● The task:
Please find all lines in the data that hold the string "Option" and copy them.

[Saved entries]
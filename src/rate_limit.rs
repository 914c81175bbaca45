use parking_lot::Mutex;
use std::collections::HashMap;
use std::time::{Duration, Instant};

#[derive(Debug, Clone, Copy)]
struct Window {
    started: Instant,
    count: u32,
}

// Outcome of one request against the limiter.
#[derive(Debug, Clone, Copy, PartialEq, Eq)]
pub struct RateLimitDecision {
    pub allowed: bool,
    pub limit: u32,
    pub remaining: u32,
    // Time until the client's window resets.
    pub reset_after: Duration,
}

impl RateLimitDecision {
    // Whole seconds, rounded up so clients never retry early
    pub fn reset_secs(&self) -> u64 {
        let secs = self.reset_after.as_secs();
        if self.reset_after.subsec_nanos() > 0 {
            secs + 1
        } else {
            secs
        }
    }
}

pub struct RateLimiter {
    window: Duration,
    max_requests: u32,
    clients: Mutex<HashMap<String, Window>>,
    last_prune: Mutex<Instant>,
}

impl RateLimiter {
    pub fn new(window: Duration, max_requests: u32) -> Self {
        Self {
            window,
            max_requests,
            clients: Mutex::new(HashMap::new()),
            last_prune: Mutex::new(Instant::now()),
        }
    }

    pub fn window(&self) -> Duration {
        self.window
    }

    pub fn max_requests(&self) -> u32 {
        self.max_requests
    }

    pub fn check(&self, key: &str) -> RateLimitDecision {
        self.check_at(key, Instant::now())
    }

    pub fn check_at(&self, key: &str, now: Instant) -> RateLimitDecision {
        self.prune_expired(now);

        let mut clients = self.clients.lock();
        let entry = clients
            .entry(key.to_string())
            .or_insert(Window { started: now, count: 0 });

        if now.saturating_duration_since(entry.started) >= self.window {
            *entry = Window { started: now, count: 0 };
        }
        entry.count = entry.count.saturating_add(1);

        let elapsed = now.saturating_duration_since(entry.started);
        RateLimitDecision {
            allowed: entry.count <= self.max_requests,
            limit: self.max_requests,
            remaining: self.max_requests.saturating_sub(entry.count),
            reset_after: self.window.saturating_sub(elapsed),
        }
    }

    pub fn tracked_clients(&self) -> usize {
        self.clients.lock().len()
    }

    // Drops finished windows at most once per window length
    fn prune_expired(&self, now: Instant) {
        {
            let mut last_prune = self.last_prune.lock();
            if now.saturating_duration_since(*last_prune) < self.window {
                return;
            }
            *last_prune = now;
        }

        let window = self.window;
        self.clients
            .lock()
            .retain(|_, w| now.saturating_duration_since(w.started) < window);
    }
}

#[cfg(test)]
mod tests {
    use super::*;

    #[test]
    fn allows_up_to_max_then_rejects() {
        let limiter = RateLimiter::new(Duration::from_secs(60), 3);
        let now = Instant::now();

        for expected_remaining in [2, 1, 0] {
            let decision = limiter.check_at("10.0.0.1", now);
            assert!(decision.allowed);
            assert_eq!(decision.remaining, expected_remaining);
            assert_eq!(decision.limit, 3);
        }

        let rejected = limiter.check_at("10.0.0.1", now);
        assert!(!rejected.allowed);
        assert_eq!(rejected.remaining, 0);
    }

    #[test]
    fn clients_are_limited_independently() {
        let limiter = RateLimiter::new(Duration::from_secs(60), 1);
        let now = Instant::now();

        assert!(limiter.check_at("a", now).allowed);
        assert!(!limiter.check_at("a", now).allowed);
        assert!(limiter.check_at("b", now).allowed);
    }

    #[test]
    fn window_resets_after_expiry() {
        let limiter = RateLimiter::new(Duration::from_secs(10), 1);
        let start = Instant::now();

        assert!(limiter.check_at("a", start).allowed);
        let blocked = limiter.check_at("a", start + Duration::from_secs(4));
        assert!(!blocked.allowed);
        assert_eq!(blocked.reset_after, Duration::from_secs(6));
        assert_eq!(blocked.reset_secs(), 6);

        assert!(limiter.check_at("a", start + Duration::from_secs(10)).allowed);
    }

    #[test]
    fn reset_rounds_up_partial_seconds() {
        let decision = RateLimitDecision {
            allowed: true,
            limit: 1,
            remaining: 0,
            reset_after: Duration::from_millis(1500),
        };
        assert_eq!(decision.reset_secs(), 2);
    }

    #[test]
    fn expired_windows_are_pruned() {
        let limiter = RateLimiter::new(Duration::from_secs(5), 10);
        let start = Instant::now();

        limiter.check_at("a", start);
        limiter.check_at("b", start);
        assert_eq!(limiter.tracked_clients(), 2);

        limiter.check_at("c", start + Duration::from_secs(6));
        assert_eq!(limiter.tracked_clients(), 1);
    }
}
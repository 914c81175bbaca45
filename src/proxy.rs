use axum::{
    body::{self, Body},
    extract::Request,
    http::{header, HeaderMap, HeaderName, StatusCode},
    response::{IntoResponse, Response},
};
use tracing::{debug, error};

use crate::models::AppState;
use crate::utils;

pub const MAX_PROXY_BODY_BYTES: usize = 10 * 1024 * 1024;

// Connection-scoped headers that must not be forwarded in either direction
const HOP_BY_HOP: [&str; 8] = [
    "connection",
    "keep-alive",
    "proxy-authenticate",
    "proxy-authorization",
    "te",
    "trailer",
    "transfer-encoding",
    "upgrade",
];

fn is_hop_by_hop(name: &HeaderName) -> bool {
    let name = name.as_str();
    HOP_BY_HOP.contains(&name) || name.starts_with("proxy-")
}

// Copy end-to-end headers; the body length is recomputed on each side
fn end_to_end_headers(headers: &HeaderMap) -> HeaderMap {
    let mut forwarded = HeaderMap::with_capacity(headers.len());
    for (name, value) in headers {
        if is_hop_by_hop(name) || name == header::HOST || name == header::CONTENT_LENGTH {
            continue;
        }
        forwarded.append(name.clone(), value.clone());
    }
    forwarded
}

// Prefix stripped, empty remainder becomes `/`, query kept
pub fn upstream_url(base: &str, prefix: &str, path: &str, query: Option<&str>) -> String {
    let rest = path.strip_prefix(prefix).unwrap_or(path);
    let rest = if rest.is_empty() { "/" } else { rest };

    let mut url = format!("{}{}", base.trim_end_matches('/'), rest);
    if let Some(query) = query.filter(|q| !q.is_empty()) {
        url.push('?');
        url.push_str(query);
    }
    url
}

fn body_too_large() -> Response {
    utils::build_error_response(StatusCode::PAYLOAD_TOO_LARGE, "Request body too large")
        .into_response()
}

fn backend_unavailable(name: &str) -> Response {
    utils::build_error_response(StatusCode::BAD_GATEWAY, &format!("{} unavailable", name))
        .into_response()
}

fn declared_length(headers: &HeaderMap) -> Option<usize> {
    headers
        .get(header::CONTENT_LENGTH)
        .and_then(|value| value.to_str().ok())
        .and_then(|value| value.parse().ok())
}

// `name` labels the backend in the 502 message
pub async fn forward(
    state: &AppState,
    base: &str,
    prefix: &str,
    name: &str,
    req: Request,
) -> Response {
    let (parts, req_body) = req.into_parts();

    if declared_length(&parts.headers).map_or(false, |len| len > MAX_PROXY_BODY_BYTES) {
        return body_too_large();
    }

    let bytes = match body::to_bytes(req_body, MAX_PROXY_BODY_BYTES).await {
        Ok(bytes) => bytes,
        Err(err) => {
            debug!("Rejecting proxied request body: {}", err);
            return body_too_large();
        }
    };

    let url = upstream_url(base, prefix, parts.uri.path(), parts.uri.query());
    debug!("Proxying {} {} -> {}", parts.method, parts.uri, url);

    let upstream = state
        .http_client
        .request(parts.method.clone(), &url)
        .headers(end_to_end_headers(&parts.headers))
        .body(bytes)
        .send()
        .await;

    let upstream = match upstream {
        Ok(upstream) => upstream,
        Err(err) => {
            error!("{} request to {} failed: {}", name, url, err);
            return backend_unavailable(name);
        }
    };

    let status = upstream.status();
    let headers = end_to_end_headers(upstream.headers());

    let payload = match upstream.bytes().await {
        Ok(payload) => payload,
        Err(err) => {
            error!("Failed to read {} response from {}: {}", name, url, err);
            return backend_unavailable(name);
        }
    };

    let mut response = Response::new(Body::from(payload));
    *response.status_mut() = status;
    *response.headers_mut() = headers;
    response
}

● Answer box:
pub fn upstream_url(base: &str, prefix: &str, path: &str, query: Option<&str>) -> String {
fn declared_length(headers: &HeaderMap) -> Option<usize> {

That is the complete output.